WHAT TO WORK ON: Copy out, word for word, the lines from the start of the data below through the line containing "pub struct ConflictLog", and no others.

◆ ◆ ◆ ◆ ◆ ◆ ◆

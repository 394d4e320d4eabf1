//! Durable record of every conflict and its decision.

use std::sync::atomic::{AtomicBool, Ordering};
use std::sync::Arc;

use chrono::Utc;
use tokio::sync::Mutex;
use uuid::Uuid;

use super::model::{Resolution, SyncConflict};
use crate::error::LedgerError;
use crate::storage::{keys, KeyValueStore, PersistentQueueStore};

/// Append-mostly log of conflicts, persisted under [`keys::CONFLICTS`].
///
/// One instance is shared by both queue managers so the partition has a
/// single writer.
pub struct ConflictLog {
    store: PersistentQueueStore<SyncConflict>,
    entries: Mutex<Vec<SyncConflict>>,
    degraded: AtomicBool,
}

impl ConflictLog {
    /// Load the log from durable storage.
    ///
    /// # Errors
    ///
    /// Returns an error if the stored log cannot be read or parsed.
    pub async fn open(kv: Arc<dyn KeyValueStore>) -> Result<Self, LedgerError> {
        let store = PersistentQueueStore::new(kv, keys::CONFLICTS);
        let entries = store.load().await?;
        Ok(Self {
            store,
            entries: Mutex::new(entries),
            degraded: AtomicBool::new(false),
        })
    }

    /// Append a resolved conflict.
    pub async fn record(&self, conflict: SyncConflict) {
        let mut entries = self.entries.lock().await;
        entries.push(conflict);
        self.persist(&entries).await;
    }

    /// All conflicts, oldest first.
    pub async fn list(&self) -> Vec<SyncConflict> {
        self.entries.lock().await.clone()
    }

    /// Conflicts parked for a user decision.
    pub async fn pending_manual(&self) -> Vec<SyncConflict> {
        self.entries
            .lock()
            .await
            .iter()
            .filter(|c| c.awaiting_user())
            .cloned()
            .collect()
    }

    /// Look up one conflict.
    pub async fn get(&self, id: Uuid) -> Option<SyncConflict> {
        self.entries
            .lock()
            .await
            .iter()
            .find(|c| c.id == id)
            .cloned()
    }

    /// Record the user's decision for a parked conflict.
    ///
    /// # Errors
    ///
    /// Returns `NotFound` for an unknown id, `InvalidPayload` when the
    /// decision is `Manual` again, and `ConflictDetected` when the conflict
    /// was already settled.
    pub async fn resolve_manually(
        &self,
        id: Uuid,
        decision: Resolution,
    ) -> Result<SyncConflict, LedgerError> {
        if decision == Resolution::Manual {
            return Err(LedgerError::InvalidPayload(
                "a manual decision must keep local, keep remote, or merge".to_string(),
            ));
        }

        let mut entries = self.entries.lock().await;
        let conflict = entries
            .iter_mut()
            .find(|c| c.id == id)
            .ok_or_else(|| LedgerError::NotFound(format!("conflict {id}")))?;

        if !conflict.awaiting_user() {
            return Err(LedgerError::ConflictDetected(format!(
                "conflict {id} was already resolved as {}",
                conflict.resolution.label()
            )));
        }

        conflict.resolution = decision;
        conflict.resolved_at = Utc::now();
        let updated = conflict.clone();
        self.persist(&entries).await;
        Ok(updated)
    }

    /// Drop settled conflicts resolved more than `older_than` ago.
    ///
    /// Conflicts still awaiting a decision are always kept.
    pub async fn purge_resolved(&self, older_than: chrono::Duration) -> usize {
        let cutoff = Utc::now() - older_than;
        let mut entries = self.entries.lock().await;
        let before = entries.len();
        entries.retain(|c| c.awaiting_user() || c.resolved_at >= cutoff);
        let purged = before - entries.len();

        if purged > 0 {
            self.persist(&entries).await;
            tracing::info!(purged, "settled conflicts purged");
        }
        purged
    }

    /// Whether the last durable write failed.
    #[must_use]
    pub fn is_degraded(&self) -> bool {
        self.degraded.load(Ordering::SeqCst)
    }

    async fn persist(&self, entries: &[SyncConflict]) {
        match self.store.save(entries).await {
            Ok(()) => self.degraded.store(false, Ordering::SeqCst),
            Err(e) => {
                tracing::warn!(error = %e, "conflict log not persisted");
                self.degraded.store(true, Ordering::SeqCst);
            }
        }
    }
}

◆ ◆ ◆ ◆ ◆ ◆ ◆

COMPLETED TASK:
repository 394d4e320d4eabf1
//! Durable record of every conflict and its decision.

use std::sync::atomic::{AtomicBool, Ordering};
use std::sync::Arc;

use chrono::Utc;
use tokio::sync::Mutex;
use uuid::Uuid;

use super::model::{Resolution, SyncConflict};
use crate::error::LedgerError;
use crate::storage::{keys, KeyValueStore, PersistentQueueStore};

/// Append-mostly log of conflicts, persisted under [`keys::CONFLICTS`].
///
/// One instance is shared by both queue managers so the partition has a
/// single writer.
pub struct ConflictLog {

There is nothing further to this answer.